Who is at fault for the recent spate of fraudulent returns on TurboTax…and who can fight against it?

Last month, the Intuit-owned company — one of the most popular tax-filing softwares in the U.S. — halted e-filing of all state returns in response to a flurry of attempts to criminally acquire refunds through its system. Now that the smoke has more or less cleared but as tax season reaches its peak, experts are weighing in on what allowed the mass of transgressions to occur in the first place and whether enough is being done to prevent it from happening again.

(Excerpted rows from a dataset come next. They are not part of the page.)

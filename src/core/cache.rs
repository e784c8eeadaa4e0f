//=========================================================================
// TTL Cache
//=========================================================================
//
// Keyed cache for generated data (transformed images, collision masks)
// whose entries expire after going unused for a while.
//
// Time is supplied by the caller through advance(), so game time (not
// wall time) drives expiry and headless runs stay deterministic.
//
//=========================================================================

//=== External Dependencies ===============================================

use std::collections::HashMap;
use std::hash::Hash;

use log::trace;

//=== TtlCache ============================================================

pub(crate) struct TtlCache<K, V> {
    entries: HashMap<K, Entry<V>>,
    life: f64,
    now: f64,
}

struct Entry<V> {
    value: V,
    last_used: f64,
}

impl<K: Eq + Hash, V: Clone> TtlCache<K, V> {
    /// Creates a cache whose entries live `life` ms after their last use.
    pub(crate) fn new(life: f64) -> Self {
        Self {
            entries: HashMap::new(),
            life,
            now: 0.0,
        }
    }

    /// Returns the cached value, creating it on a miss. Either way the
    /// entry's lifetime restarts.
    pub(crate) fn get_or_insert_with(&mut self, key: K, create: impl FnOnce() -> V) -> V {
        let now = self.now;
        let entry = self.entries.entry(key).or_insert_with(|| Entry {
            value: create(),
            last_used: now,
        });
        entry.last_used = now;
        entry.value.clone()
    }

    /// Moves the cache clock forward.
    pub(crate) fn advance(&mut self, ms: f64) {
        self.now += ms;
    }

    /// Drops every entry unused for longer than the cache life.
    pub(crate) fn prune(&mut self) {
        let (now, life) = (self.now, self.life);
        let before = self.entries.len();
        self.entries.retain(|_, e| now - e.last_used <= life);
        trace!("Cache pruned: {} -> {} entries", before, self.entries.len());
    }

    pub(crate) fn clear(&mut self) {
        self.entries.clear();
    }

    pub(crate) fn len(&self) -> usize {
        self.entries.len()
    }
}

//=========================================================================
// Unit Tests
//=========================================================================

#[cfg(test)]
mod tests {
    use super::*;

    #[test]
    fn hit_does_not_recreate() {
        let mut cache = TtlCache::new(100.0);
        let mut calls = 0;
        for _ in 0..3 {
            let v = cache.get_or_insert_with("a", || {
                calls += 1;
                7
            });
            assert_eq!(v, 7);
        }
        assert_eq!(calls, 1);
    }

    #[test]
    fn prune_drops_only_stale_entries() {
        let mut cache = TtlCache::new(100.0);
        cache.get_or_insert_with(1, || "old");
        cache.advance(60.0);
        cache.get_or_insert_with(2, || "new");
        cache.advance(60.0);

        cache.prune();
        assert_eq!(cache.len(), 1);
        assert_eq!(cache.get_or_insert_with(2, || "recreated"), "new");
        assert_eq!(cache.get_or_insert_with(1, || "recreated"), "recreated");
    }

    #[test]
    fn use_refreshes_lifetime() {
        let mut cache = TtlCache::new(100.0);
        cache.get_or_insert_with(1, || 1);
        cache.advance(90.0);
        cache.get_or_insert_with(1, || 2);
        cache.advance(90.0);
        cache.prune();
        assert_eq!(cache.len(), 1);
    }
}
//=========================================================================
// Unit Tests
//=========================================================================

#[cfg(test)]
mod tests {
    use super::*;
    use std::collections::hash_map::DefaultHasher;

    //--- Test Helpers -----------------------------------------------------

    fn hash_of<T: Hash>(value: &T) -> u64 {
        let mut hasher = DefaultHasher::new();
        value.hash(&mut hasher);
        hasher.finish()
    }

    fn mouse_press(button: MouseButton) -> InputEvent {
        InputEvent::MouseButtonPress {
            button,
            modifiers: Modifiers::NONE,
        }
    }

    fn axis(js_id: u32, axis: u32, value: f64) -> InputEvent {
        InputEvent::JoystickAxisMove {
            js_name: "pad".into(),
            js_id,
            axis,
            value,
        }
    }

    //=====================================================================
    // Equality Tests
    //=====================================================================

    #[test]
    fn key_press_ignores_char() {
        let a = InputEvent::KeyPress {
            key: KeyCode::KeyA,
            char: Some('a'),
            modifiers: Modifiers::NONE,
        };
        assert_eq!(a, InputEvent::key_press(KeyCode::KeyA));
    }

    #[test]
    fn different_modifiers_differ() {
        let a = InputEvent::key_press(KeyCode::KeyA);
        let b = InputEvent::key_press(KeyCode::KeyA).with_modifiers(Modifiers::CTRL);
        assert_ne!(a, b);
    }

    #[test]
    fn press_and_release_differ() {
        assert_ne!(InputEvent::key_press(KeyCode::KeyA), InputEvent::key_release(KeyCode::KeyA));
        assert_ne!(mouse_press(MouseButton::Left), mouse_press(MouseButton::Right));
    }

    #[test]
    fn mouse_move_ignores_coordinates() {
        let a = InputEvent::MouseMove { x: 10.0, y: 10.0 };
        let b = InputEvent::MouseMove { x: 200.0, y: 300.0 };
        assert_eq!(a, b);
        assert_eq!(hash_of(&a), hash_of(&b));
    }

    #[test]
    fn axis_move_is_keyed_by_axis() {
        assert_eq!(axis(0, 1, 0.5), axis(0, 1, -0.5));
        assert_eq!(hash_of(&axis(0, 1, 0.5)), hash_of(&axis(0, 1, -0.5)));
        assert_ne!(axis(0, 1, 0.5), axis(0, 2, 0.5));
        assert_ne!(axis(0, 1, 0.5), axis(1, 1, 0.5));
    }

    #[test]
    fn wheel_compares_amounts() {
        let a = InputEvent::MouseWheel { x: 0.0, y: 1.0 };
        let b = InputEvent::MouseWheel { x: 0.0, y: 2.0 };
        assert_ne!(a, b);
        assert_eq!(a, a.clone());
    }

    #[test]
    fn payload_free_events_are_equal() {
        assert_eq!(InputEvent::QuitRequest, InputEvent::QuitRequest);
        assert_ne!(InputEvent::KeyboardFocusGain, InputEvent::MouseFocusGain);
        assert_eq!(hash_of(&InputEvent::Unidentified), hash_of(&InputEvent::Unidentified));
    }

    //=====================================================================
    // Hashing Tests
    //=====================================================================

    #[test]
    fn hash_distinguishes_keys_and_kinds() {
        let a = InputEvent::key_press(KeyCode::KeyA);
        assert_ne!(hash_of(&a), hash_of(&InputEvent::key_press(KeyCode::KeyB)));
        assert_ne!(hash_of(&a), hash_of(&InputEvent::key_release(KeyCode::KeyA)));
    }

    #[test]
    fn hash_equality_contract_key_press() {
        let a = InputEvent::KeyPress {
            key: KeyCode::Space,
            char: Some(' '),
            modifiers: Modifiers::NONE,
        };
        let b = InputEvent::key_press(KeyCode::Space);
        assert_eq!(a, b);
        assert_eq!(hash_of(&a), hash_of(&b));
    }

    //=====================================================================
    // Helpers
    //=====================================================================

    #[test]
    fn with_modifiers_updates_buttons() {
        match mouse_press(MouseButton::Left).with_modifiers(Modifiers::ALT) {
            InputEvent::MouseButtonPress { button, modifiers } => {
                assert_eq!(button, MouseButton::Left);
                assert_eq!(modifiers, Modifiers::ALT);
            }
            _ => panic!("Wrong event type"),
        }
    }

    #[test]
    fn with_modifiers_ignores_motion() {
        let event = InputEvent::MouseMove { x: 10.0, y: 20.0 };
        assert_eq!(event.clone().with_modifiers(Modifiers::CTRL), event);
    }

    #[test]
    fn classification() {
        assert!(InputEvent::MouseMove { x: 0.0, y: 0.0 }.is_continuous());
        assert!(axis(0, 0, 0.0).is_continuous());
        assert!(!InputEvent::MouseWheel { x: 0.0, y: 1.0 }.is_continuous());
        assert!(InputEvent::MouseFocusLose.is_focus());
        assert!(!InputEvent::QuitRequest.is_focus());
    }
}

The Washington Post has learned from Intuit that some states have seen a 37-fold increase in suspicious filings so far this year. However, not all of these filings are deemed fraudulent by the company, who says that responsibility falls to the IRS.

Some criticize this strategy by Intuit and other tax-services companies as passing the buck.

“They can’t blame everything on the IRS. That’s ridiculous,” Ed Mierzwinski, consumer program director at the U.S. Public Interest Research Group, told the Post. “I think that both the IRS and the states need to up their game. The agencies have been starved. They have not gotten adequate funding to protect people’s financial lives in the way that they should. . . . They’re not keeping up with the bad guys.”

While the question of who’s to blame might remain up in the air, a somewhat clearer consensus can be gleaned in exploring what can be done better moving forward.

KrebsOnSecurity outlines a number of basic security protocols that would improve security for TurboTax accounts, including email verification, phone number validation, notification of account changes, identity proofing, enhanced account recovery tools, and linking state and federal returns.

The Post story points out that Intuit, in the time since the temporary shutdown of TurboTax last month, has already implemented a number of new safeguards, including linking state and federal returns and adding multi-factor authentication — a process requiring customers to provide a code that was sent to their mobile phones or email addresses in order to access their accounts.

But, as more Americans prepare to file their taxes, only time will tell if Intuit’s security upgrades pass the test and prevent additional cases of tax refund fraud.